_Task to carry out_
Write each line again exactly as it is, from the opening line of the records below through the one containing "transport commands; track", and add nothing.

=== Begin Enclosure ===

//! Local file playback source.
//!
//! A producer thread decodes the current queue item with symphonia,
//! converts it to the bus format and keeps the source ring topped up. The
//! control side mutates the queue and forwards transport commands; track
//! advancement at end-of-stream happens inside the producer so playback
//! never gaps waiting for the control plane.

use std::path::{Path, PathBuf};
use std::sync::Arc;
use std::sync::atomic::{AtomicBool, AtomicU64, Ordering};
use std::thread::JoinHandle;
use std::time::Duration;

use crossbeam_channel::{Receiver, Sender, bounded};
use parking_lot::Mutex;
use walkdir::WalkDir;

use crate::audio::ring::{PcmWriter, pcm_ring};
use crate::audio::{Resampler, SAMPLES_PER_TICK, to_stereo};
use crate::db::SourcePrefs;
use crate::error::{Error, Result};
use crate::events::{EngineEvent, EventBus};
use crate::mixer::{BalanceCell, MixerFeed};
use crate::source::decoder::{AudioDecoder, is_supported_extension, read_tags};
use crate::source::queue::{
    Advance, PlayQueue, QueueChange, QueueItem, RemovalOutcome, RepeatMode, TrackEntry,
};
use crate::source::{
    AudioSource, Capabilities, MetadataKey, SourceKind, SourceState, StateCell, TrackMetadata,
    VolumeCell,
};

/// Ring capacity: one second of bus audio.
const RING_CAPACITY: usize = 96_000;

/// Stop decoding ahead once this much is pending.
const PENDING_HIGH_WATER: usize = SAMPLES_PER_TICK * 8;

enum WorkerCmd {
    Load {
        path: PathBuf,
        start_at: Option<Duration>,
        autoplay: bool,
    },
    Play,
    Pause,
    Stop,
    Seek(Duration),
    Shutdown,
}

/// State shared between the control side and the producer thread.
struct FileShared {
    state: StateCell,
    queue: Mutex<PlayQueue>,
    metadata: Mutex<TrackMetadata>,
    duration: Mutex<Option<Duration>>,
    position_nanos: AtomicU64,
    has_track: AtomicBool,
    root: PathBuf,
}
//! Application-wide error types.
//!
//! Every fallible operation in the runtime returns [`Error`], a closed
//! taxonomy of failure kinds. Control surfaces map kinds to HTTP status
//! codes via [`Error::kind`]; internal tasks match on kinds to decide
//! whether to retry, drop a source from the mix graph, or propagate.
//!
//! # Design
//!
//! - [`Error`]: the taxonomy enum, one variant per kind
//! - [`ErrorKind`]: lightweight discriminant for mapping/matching
//! - `anyhow` is used in `main` only; library code stays on [`Result`]

use std::time::Duration;

/// Application-wide result type.
pub type Result<T> = std::result::Result<T, Error>;

/// Top-level error, one variant per failure kind.
#[derive(Debug, thiserror::Error)]
pub enum Error {
    /// Caller supplied out-of-range or malformed input
    #[error("invalid argument: {0}")]
    InvalidArgument(String),

    /// Operation not valid in the current state
    #[error("cannot {operation} while {state}")]
    IllegalState { operation: String, state: String },

    /// Addressed entity does not exist
    #[error("not found: {0}")]
    NotFound(String),

    /// Resource already held or record already present
    #[error("conflict: {0}")]
    Conflict(String),

    /// The variant does not implement the requested capability
    #[error("not supported: {0}")]
    NotSupported(String),

    /// Bounded wait elapsed
    #[error("timed out after {0:?}")]
    Timeout(Duration),

    /// Underlying device/network/service failure
    #[error("external failure: {0}")]
    External(String),

    /// Caller cancelled the operation
    #[error("cancelled")]
    Cancelled,

    /// The object reached its terminal state
    #[error("already disposed")]
    AlreadyDisposed,

    /// The contract exists but the implementation is deliberately unfinished
    #[error("not implemented: {0}")]
    NotImplemented(String),

    /// Generic error with context
    #[error("{context}: {source}")]
    WithContext {
        context: String,
        #[source]
        source: Box<Error>,
    },
}

/// Discriminant for [`Error`], used by the HTTP mapping layer.
#[derive(Debug, Clone, Copy, PartialEq, Eq)]
pub enum ErrorKind {
    InvalidArgument,
    IllegalState,
    NotFound,
    Conflict,
    NotSupported,
    Timeout,
    External,
    Cancelled,
    AlreadyDisposed,
    NotImplemented,
}

impl Error {
    /// Create an invalid-argument error.
    pub fn invalid_argument(message: impl Into<String>) -> Self {
        Self::InvalidArgument(message.into())
    }

    /// Create an illegal-state error for `operation` attempted in `state`.
    pub fn illegal_state(operation: impl Into<String>, state: impl std::fmt::Display) -> Self {
        Self::IllegalState {
            operation: operation.into(),
            state: state.to_string(),
        }
    }

    /// Create a not-found error.
    pub fn not_found(what: impl Into<String>) -> Self {
        Self::NotFound(what.into())
    }

    /// Create a conflict error.
    pub fn conflict(message: impl Into<String>) -> Self {
        Self::Conflict(message.into())
    }

    /// Create a not-supported error.
    pub fn not_supported(message: impl Into<String>) -> Self {
        Self::NotSupported(message.into())
    }

    /// Create an external-failure error.
    pub fn external(message: impl Into<String>) -> Self {
        Self::External(message.into())
    }

    /// Add context to an error.
    pub fn context(self, ctx: impl Into<String>) -> Self {
        Self::WithContext {
            context: ctx.into(),
            source: Box::new(self),
        }
    }

    /// The kind of the innermost error (context wrappers are transparent).
    pub fn kind(&self) -> ErrorKind {
        match self {
            Self::InvalidArgument(_) => ErrorKind::InvalidArgument,
            Self::IllegalState { .. } => ErrorKind::IllegalState,
            Self::NotFound(_) => ErrorKind::NotFound,
            Self::Conflict(_) => ErrorKind::Conflict,
            Self::NotSupported(_) => ErrorKind::NotSupported,
            Self::Timeout(_) => ErrorKind::Timeout,
            Self::External(_) => ErrorKind::External,
            Self::Cancelled => ErrorKind::Cancelled,
            Self::AlreadyDisposed => ErrorKind::AlreadyDisposed,
            Self::NotImplemented(_) => ErrorKind::NotImplemented,
            Self::WithContext { source, .. } => source.kind(),
        }
    }
}

impl From<std::io::Error> for Error {
    fn from(e: std::io::Error) -> Self {
        match e.kind() {
            std::io::ErrorKind::NotFound => Self::NotFound(e.to_string()),
            std::io::ErrorKind::TimedOut => Self::Timeout(Duration::ZERO),
            _ => Self::External(e.to_string()),
        }
    }
}

impl From<sqlx::Error> for Error {
    fn from(e: sqlx::Error) -> Self {
        match &e {
            sqlx::Error::RowNotFound => Self::NotFound("database row".to_string()),
            sqlx::Error::Database(db) if db.is_unique_violation() => {
                Self::Conflict(db.to_string())
            }
            _ => Self::External(e.to_string()),
        }
    }
}

/// Extension trait for adding context to Results.
pub trait ResultExt<T> {
    /// Add context to an error result.
    fn with_context(self, ctx: impl Into<String>) -> Result<T>;
}

impl<T> ResultExt<T> for Result<T> {
    fn with_context(self, ctx: impl Into<String>) -> Result<T> {
        self.map_err(|e| e.context(ctx))
    }
}

impl<T> ResultExt<T> for std::result::Result<T, std::io::Error> {
    fn with_context(self, ctx: impl Into<String>) -> Result<T> {
        self.map_err(|e| Error::from(e).context(ctx))
    }
}

impl<T> ResultExt<T> for std::result::Result<T, sqlx::Error> {
    fn with_context(self, ctx: impl Into<String>) -> Result<T> {
        self.map_err(|e| Error::from(e).context(ctx))
    }
}

#[cfg(test)]
mod tests {
    use super::*;

    #[test]
    fn test_kind_through_context() {
        let err = Error::conflict("port in use").context("reserving /dev/ttyUSB0");
        assert_eq!(err.kind(), ErrorKind::Conflict);
        assert!(err.to_string().contains("reserving /dev/ttyUSB0"));
    }

    #[test]
    fn test_illegal_state_display() {
        let err = Error::illegal_state("pause", "Stopped");
        assert!(err.to_string().contains("pause"));
        assert!(err.to_string().contains("Stopped"));
    }

    #[test]
    fn test_io_not_found_maps_to_not_found() {
        let io = std::io::Error::new(std::io::ErrorKind::NotFound, "gone");
        assert_eq!(Error::from(io).kind(), ErrorKind::NotFound);
    }

    #[test]
    fn test_result_ext() {
        let result: Result<()> = Err(Error::invalid_argument("volume 1.5"));
        let with_ctx = result.with_context("updating playback");
        assert!(with_ctx.unwrap_err().to_string().contains("updating playback"));
    }
}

=== End Enclosure ===

_Reply to the exercise_
//! Local file playback source.
//!
//! A producer thread decodes the current queue item with symphonia,
//! converts it to the bus format and keeps the source ring topped up. The
//! control side mutates the queue and forwards transport commands; track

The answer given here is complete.